Our patient developed an autoimmune haemolytic anaemia with a positive direct antiglobulin test and thrombocytopenia without known underlying aetiology. Autoantibodies testing for platelets were negative. Like TTP/HUS, ES may be the clinical presentation of some autoimmune conditions. There are a few reports in the literature of drug-induced Evans syndrome (20).
Conclusion
The discussed case was hard to interpret because of the rarity of syndromes it could be caused by, because of the non-specificity of symptoms and signs it presented with and because of the inaccuracy in some diagnostic approach we made. Cancer demonstrates one more time to be a very complex disease. Many complications could occur in a cancer patient, and they are often hard to explain because cancer is able to modify the immunological system, many metabolic pathways and much more that we cannot detect and explain. It was not possible to study all the components of the disease, so in this case we considered cancer a major risk factor and CHT as the main and most probable cause of presented symptoms and signs. There are multiple reports in the literature about haematologic complications in cancer patients (21–26). Here we concluded that HUS/TTP and Evans syndrome are the most probable CHT-induced diseases.

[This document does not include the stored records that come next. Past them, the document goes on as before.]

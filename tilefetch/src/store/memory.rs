//! In-memory tile store.
//!
//! Keeps every tile, staging marker and region link in a single
//! `parking_lot::Mutex`. Useful for tests, dry runs and short-lived
//! processes. Records every applied batch so callers can inspect how the
//! engine paced its writes.

use std::collections::{HashMap, HashSet};
use std::sync::atomic::{AtomicBool, AtomicU64, Ordering};

use bytes::Bytes;
use parking_lot::Mutex;

use super::traits::{BoxFuture, CleanupStats, StorageError, StorageResult, TileStore};
use crate::region::{Region, Tile};

/// Record of one applied batch write.
#[derive(Debug, Clone, PartialEq, Eq)]
pub struct BatchRecord {
    /// URLs in the batch, in write order.
    pub urls: Vec<String>,
    /// Total payload bytes in the batch.
    pub bytes: u64,
}

#[derive(Debug)]
struct StoredTile {
    data: Bytes,
    staged: bool,
}

#[derive(Debug, Default)]
struct Inner {
    tiles: HashMap<String, StoredTile>,
    regions: HashMap<String, Vec<String>>,
    batches: Vec<BatchRecord>,
    commits: usize,
}

/// Tile store held entirely in memory.
#[derive(Debug, Default)]
pub struct MemoryTileStore {
    inner: Mutex<Inner>,
    total_bytes: AtomicU64,
    fail_commits: AtomicBool,
}

impl MemoryTileStore {
    /// Create an empty store.
    pub fn new() -> Self {
        Self::default()
    }

    /// Create a store pre-populated with unlinked, unstaged tiles.
    pub fn with_tiles(tiles: impl IntoIterator<Item = Tile>) -> Self {
        let store = Self::new();
        {
            let mut inner = store.inner.lock();
            for tile in tiles {
                store.insert_locked(&mut inner, tile, false);
            }
        }
        store
    }

    /// Make every subsequent commit fail with a backend error.
    pub fn set_fail_commits(&self, fail: bool) {
        self.fail_commits.store(fail, Ordering::SeqCst);
    }

    /// Whether a tile is stored for `url`.
    pub fn contains(&self, url: &str) -> bool {
        self.inner.lock().tiles.contains_key(url)
    }

    /// Whether the tile for `url` carries a staging marker.
    pub fn is_staged(&self, url: &str) -> bool {
        self.inner
            .lock()
            .tiles
            .get(url)
            .map(|t| t.staged)
            .unwrap_or(false)
    }

    /// URLs linked to a committed region.
    pub fn region_urls(&self, region_id: &str) -> Option<Vec<String>> {
        self.inner.lock().regions.get(region_id).cloned()
    }

    /// Whether `url` is linked to `region_id`.
    pub fn is_linked(&self, url: &str, region_id: &str) -> bool {
        self.inner
            .lock()
            .regions
            .get(region_id)
            .map(|urls| urls.iter().any(|u| u == url))
            .unwrap_or(false)
    }

    /// Every batch applied so far, in application order.
    pub fn batch_writes(&self) -> Vec<BatchRecord> {
        self.inner.lock().batches.clone()
    }

    /// Number of commit transactions issued.
    pub fn commit_count(&self) -> usize {
        self.inner.lock().commits
    }

    /// Number of stored tiles.
    pub fn tile_count(&self) -> usize {
        self.inner.lock().tiles.len()
    }

    fn insert_locked(&self, inner: &mut Inner, tile: Tile, staged: bool) {
        let size = tile.size_bytes();
        let previous = inner.tiles.insert(
            tile.url,
            StoredTile {
                data: tile.data,
                staged,
            },
        );
        if let Some(old) = previous {
            self.total_bytes
                .fetch_sub(old.data.len() as u64, Ordering::SeqCst);
        }
        self.total_bytes.fetch_add(size, Ordering::SeqCst);
    }
}

impl TileStore for MemoryTileStore {
    fn bulk_lookup<'a>(
        &'a self,
        urls: &'a [String],
    ) -> BoxFuture<'a, StorageResult<Vec<Option<Tile>>>> {
        Box::pin(async move {
            let inner = self.inner.lock();
            Ok(urls
                .iter()
                .map(|url| {
                    inner
                        .tiles
                        .get(url)
                        .map(|stored| Tile::new(url.clone(), stored.data.clone()))
                })
                .collect())
        })
    }

    fn current_total_bytes(&self) -> u64 {
        self.total_bytes.load(Ordering::SeqCst)
    }

    fn queue_batch_write(&self, tiles: Vec<Tile>) -> BoxFuture<'_, StorageResult<()>> {
        Box::pin(async move {
            let mut inner = self.inner.lock();
            let record = BatchRecord {
                urls: tiles.iter().map(|t| t.url.clone()).collect(),
                bytes: tiles.iter().map(Tile::size_bytes).sum(),
            };
            for tile in tiles {
                self.insert_locked(&mut inner, tile, true);
            }
            inner.batches.push(record);
            Ok(())
        })
    }

    fn flush(&self) -> BoxFuture<'_, StorageResult<()>> {
        // Batches are applied synchronously on queue
        Box::pin(async { Ok(()) })
    }

    fn commit_region<'a>(&'a self, region: &'a Region) -> BoxFuture<'a, StorageResult<bool>> {
        Box::pin(async move {
            let mut inner = self.inner.lock();
            inner.commits += 1;

            if self.fail_commits.load(Ordering::SeqCst) {
                return Err(StorageError::Backend(format!(
                    "commit of region {} rejected",
                    region.id()
                )));
            }

            if region.urls().iter().any(|url| !inner.tiles.contains_key(url)) {
                return Ok(false);
            }

            for url in region.urls() {
                if let Some(stored) = inner.tiles.get_mut(url) {
                    stored.staged = false;
                }
            }
            inner
                .regions
                .insert(region.id().to_string(), region.urls().to_vec());
            Ok(true)
        })
    }

    fn cleanup_temporary(&self, purge_unlinked: bool) -> BoxFuture<'_, StorageResult<CleanupStats>> {
        Box::pin(async move {
            let mut inner = self.inner.lock();
            let mut stats = CleanupStats::default();

            for stored in inner.tiles.values_mut() {
                if stored.staged {
                    stored.staged = false;
                    stats.staging_cleared += 1;
                }
            }

            if purge_unlinked {
                let linked: HashSet<String> =
                    inner.regions.values().flatten().cloned().collect();
                let mut freed = 0u64;
                let before = inner.tiles.len();
                inner.tiles.retain(|url, stored| {
                    let keep = linked.contains(url);
                    if !keep {
                        freed += stored.data.len() as u64;
                    }
                    keep
                });
                stats.tiles_purged = before - inner.tiles.len();
                stats.bytes_freed = freed;
                self.total_bytes.fetch_sub(freed, Ordering::SeqCst);
            }

            Ok(stats)
        })
    }
}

Oxaliplatin-based CHT is nowadays the gold standard for patients with metastatic CRC. Although it is well tolerated because its favourable safety profile, recent reports about severe haematological emergencies need to be taken into account. This report enriches the body of cases of haemolytic anaemia and thrombocytopenia after Oxaliplatin-based CHT (not usually reported after 5FU administration). The HUS/TTP and ES's pathogenetic mechanisms need to be studied to make the diagnosis of such cases easier. The increasing use of Oxaliplatin in the CRC's management could represent the cause of an increasing number of haematological adverse events that need to be recognized promptly. Increased vigilance among oncologists is required. Oncologists should be aware of these facts occurrences.